Manifestou-se, consternado, com a situação em que se encontram as Alfândegas do interior do país e, segundo ele, não se pode deixar as instituições de capital importância para a economia do país em estado de degradação avançada.

De acordo com o diretor-geral das Alfândegas, é urgente fazer uma intervenção nesse sentido para valorizar os funcionários dessa instituição, assim como é necessário um investimento na segurança alfandegária. Neste momento, a Guiné-Bissau é dos poucos países no mundo que não dispõe de scanner, instrumento fundamental para combater a fraude fiscal.

Doménico Sanca disse que há nove anos, quando desempenhada o cargo de diretor-geral das Alfândegas, foi ele quem introduziu o sistema aduaneiro Sidonya ++ (programa que simplifica as regras de controlo alfandegário). Para os desafios atuais, este sistema já está ultrapassado, que por isso será mudado o modo operanding para que seja igual ao de outros países.

Devido a esforços empreendidos pelos antigos diretores-gerais, agora é possível estar aqui em Bissau e ter capacidade de acompanhar todas as atividades nos diferentes departamentos alfandegários do interior, através de sistema online, facto que é de louvar porque permite maior controlo e vigilância. Só isto não basta, pois os trabalhos devem continuar a fim de se aperfeiçoar ainda mais.
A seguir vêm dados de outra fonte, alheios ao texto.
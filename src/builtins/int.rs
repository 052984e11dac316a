////////////////////////////////////////////////////////////////////////////////
// This file is part of "Altair", an embeddable scripting programming         //
// language platform.                                                         //
//                                                                            //
// This work is free software, distributed under the terms of the MIT         //
// license, as published in the LICENSE file of the source code distribution. //
//                                                                            //
// This work is provided "as is", without any warranties, express or implied, //
// except where such disclaimers are legally invalid.                         //
////////////////////////////////////////////////////////////////////////////////

use crate::{
    builtins::BuiltinKind,
    interop,
    runtime::{
        convert,
        Cell,
        Context,
        Direction,
        Narrowing,
        Operator,
        RuntimeError,
        RuntimeResult,
        ScriptType,
        TypeHandle,
        TypeMeta,
    },
};

static META: TypeMeta = TypeMeta::new("Int", BuiltinKind::Int);

/// The descriptor of 64-bit signed integers.
///
/// Arithmetic wraps on overflow. Division and remainder by an integer
/// zero fail with an
/// [InvalidCall](crate::runtime::RuntimeError::InvalidCall) error, while
/// mixed Int/Real pairings promote to floating point arithmetic first.
/// Member dispatch delegates to the interop bridge wrapper of the host
/// `i64` type.
pub(super) struct IntType;

impl ScriptType for IntType {
    #[inline(always)]
    fn meta(&self) -> &'static TypeMeta {
        &META
    }

    fn try_construct(&self, cx: &mut Context, args: &mut [Cell]) -> RuntimeResult<Cell> {
        match args {
            [] => Ok(Cell::from(0i64)),

            [arg] => convert(cx, arg, super::int_type(), Narrowing::Allow),

            _ => Err(RuntimeError::invalid_call(
                super::int_type(),
                "new",
                "expected zero or one argument",
            )),
        }
    }

    fn try_dynamic_call(
        &self,
        cx: &mut Context,
        subject: &Cell,
        args: &mut [Cell],
        direction: Direction,
        name: &str,
    ) -> RuntimeResult<Cell> {
        interop::bridge_type_of::<i64>()
            .get()
            .try_dynamic_call(cx, subject, args, direction, name)
    }

    fn try_static_call(
        &self,
        cx: &mut Context,
        args: &mut [Cell],
        direction: Direction,
        name: &str,
    ) -> RuntimeResult<Cell> {
        interop::bridge_type_of::<i64>()
            .get()
            .try_static_call(cx, args, direction, name)
    }

    fn convert_to(
        &self,
        _cx: &mut Context,
        value: &Cell,
        target: TypeHandle,
        narrowing: Narrowing,
    ) -> RuntimeResult<Option<Cell>> {
        let Some(int) = value.as_int() else {
            return Ok(None);
        };

        match target.kind() {
            BuiltinKind::Real => Ok(Some(Cell::from(int as f64))),

            BuiltinKind::Bool if narrowing.is_allowed() => Ok(Some(Cell::from(int != 0))),

            BuiltinKind::Char if narrowing.is_allowed() => {
                match u32::try_from(int).ok().and_then(char::from_u32) {
                    Some(ch) => Ok(Some(Cell::from(ch))),
                    None => Err(RuntimeError::conversion_of(value, target)),
                }
            }

            _ => Ok(None),
        }
    }

    fn convert_from(
        &self,
        _cx: &mut Context,
        value: &Cell,
        narrowing: Narrowing,
    ) -> RuntimeResult<Option<Cell>> {
        if let Some(ch) = value.as_char() {
            return Ok(Some(Cell::from(ch as i64)));
        }

        let Some(text) = value.as_str() else {
            return Ok(None);
        };

        match text.trim().parse::<i64>() {
            Ok(int) => Ok(Some(Cell::from(int))),

            Err(_) => match narrowing {
                Narrowing::Deny => Ok(Some(Cell::from(0i64))),
                Narrowing::Allow => Err(RuntimeError::conversion_of(value, super::int_type())),
            },
        }
    }

    fn try_unary(
        &self,
        _cx: &mut Context,
        op: Operator,
        operand: &Cell,
    ) -> RuntimeResult<Option<Cell>> {
        let Some(int) = operand.as_int() else {
            return Ok(None);
        };

        let result = match op {
            Operator::Neg => int.wrapping_neg(),
            Operator::BitNot => !int,
            Operator::Inc => int.wrapping_add(1),
            Operator::Dec => int.wrapping_sub(1),

            _ => return Ok(None),
        };

        Ok(Some(Cell::from(result)))
    }

    fn try_binary(
        &self,
        _cx: &mut Context,
        op: Operator,
        lhs: &Cell,
        rhs: &Cell,
    ) -> RuntimeResult<Option<Cell>> {
        super::numeric_binary(op, lhs, rhs)
    }
}

#[cfg(test)]
mod tests {
    use crate::{
        builtins,
        runtime::{convert, Cell, Context, Narrowing},
    };

    #[test]
    fn test_int_arithmetic() {
        let mut cx = Context::new();

        let sum = Cell::from(2i64).add(&mut cx, &Cell::from(3i64)).unwrap();
        assert_eq!(sum.as_int(), Some(5));

        let product = Cell::from(7i64).mul(&mut cx, &Cell::from(-2i64)).unwrap();
        assert_eq!(product.as_int(), Some(-14));

        let rem = Cell::from(7i64).rem(&mut cx, &Cell::from(3i64)).unwrap();
        assert_eq!(rem.as_int(), Some(1));

        let wrapped = Cell::from(i64::MAX).add(&mut cx, &Cell::from(1i64)).unwrap();
        assert_eq!(wrapped.as_int(), Some(i64::MIN));
    }

    #[test]
    fn test_int_division_by_zero() {
        let mut cx = Context::new();

        let error = Cell::from(1i64).div(&mut cx, &Cell::from(0i64)).unwrap_err();
        assert!(error.is_invalid_call());

        let error = Cell::from(1i64).rem(&mut cx, &Cell::from(0i64)).unwrap_err();
        assert!(error.is_invalid_call());
    }

    #[test]
    fn test_int_real_promotion() {
        let mut cx = Context::new();

        let quotient = Cell::from(1i64).div(&mut cx, &Cell::from(2.0f64)).unwrap();
        assert_eq!(quotient.as_real(), Some(0.5));

        let less = Cell::from(1i64).less(&mut cx, &Cell::from(1.5f64)).unwrap();
        assert_eq!(less.as_bool(), Some(true));
    }

    #[test]
    fn test_int_foreign_numeric_operand() {
        let mut cx = Context::new();

        let sum = Cell::from(2i64).add(&mut cx, &Cell::foreign(3i64)).unwrap();
        assert_eq!(sum.as_int(), Some(5));

        let equal = Cell::from(5i64).equal(&mut cx, &Cell::foreign(5i64)).unwrap();
        assert_eq!(equal.as_bool(), Some(true));
    }

    #[test]
    fn test_int_equality_forbids_null() {
        let mut cx = Context::new();

        // Even though null coerces to zero in order comparisons, `null == 0`
        // is false.
        let equal = Cell::from(0i64).equal(&mut cx, &Cell::null()).unwrap();
        assert_eq!(equal.as_bool(), Some(false));

        let unequal = Cell::from(0i64).not_equal(&mut cx, &Cell::null()).unwrap();
        assert_eq!(unequal.as_bool(), Some(true));

        let less = Cell::from(-1i64).less(&mut cx, &Cell::null()).unwrap();
        assert_eq!(less.as_bool(), Some(true));
    }

    #[test]
    fn test_int_unary() {
        let mut cx = Context::new();

        assert_eq!(Cell::from(5i64).negate(&mut cx).unwrap().as_int(), Some(-5));
        assert_eq!(Cell::from(0i64).bit_not(&mut cx).unwrap().as_int(), Some(-1));
        assert_eq!(Cell::from(5i64).increment(&mut cx).unwrap().as_int(), Some(6));
        assert_eq!(Cell::from(5i64).decrement(&mut cx).unwrap().as_int(), Some(4));

        let error = Cell::from(5i64).logical_not(&mut cx).unwrap_err();
        assert!(error.is_not_applicable());
    }

    #[test]
    fn test_int_conversions() {
        let mut cx = Context::new();

        let int = convert(
            &mut cx,
            &Cell::from(" 42 "),
            builtins::int_type(),
            Narrowing::Allow,
        )
        .unwrap();
        assert_eq!(int.as_int(), Some(42));

        let bool_value = convert(
            &mut cx,
            &Cell::from(5i64),
            builtins::bool_type(),
            Narrowing::Allow,
        )
        .unwrap();
        assert_eq!(bool_value.as_bool(), Some(true));

        // Implicit Int to Bool coercion is rejected.
        let error = convert(
            &mut cx,
            &Cell::from(5i64),
            builtins::bool_type(),
            Narrowing::Deny,
        )
        .unwrap_err();
        assert!(error.is_conversion());

        let ch = convert(
            &mut cx,
            &Cell::from(65i64),
            builtins::char_type(),
            Narrowing::Allow,
        )
        .unwrap();
        assert_eq!(ch.as_char(), Some('A'));

        let error = convert(
            &mut cx,
            &Cell::from(-1i64),
            builtins::char_type(),
            Narrowing::Allow,
        )
        .unwrap_err();
        assert!(error.is_conversion());
    }
}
Tudo isso vai depender do apoio vindo de parceiros internacionais como o Banco Mundial, Banco Africano de Desenvolvimento e Banco Oeste Africano de Desenvolvimento. Segundo Doménico Sanca, se tudo correr como o esperado, a Guiné-Bissau vai introduzir um novo sistema denominado sidónia “Work” para obtermos uma melhor eficácia.  

Prometeu que uma das grandes reformas que vai implementar nas Alfândegas é a unificação das diferentes estruturas, principalmente entre os quadros técnicos e os guardas-fiscais.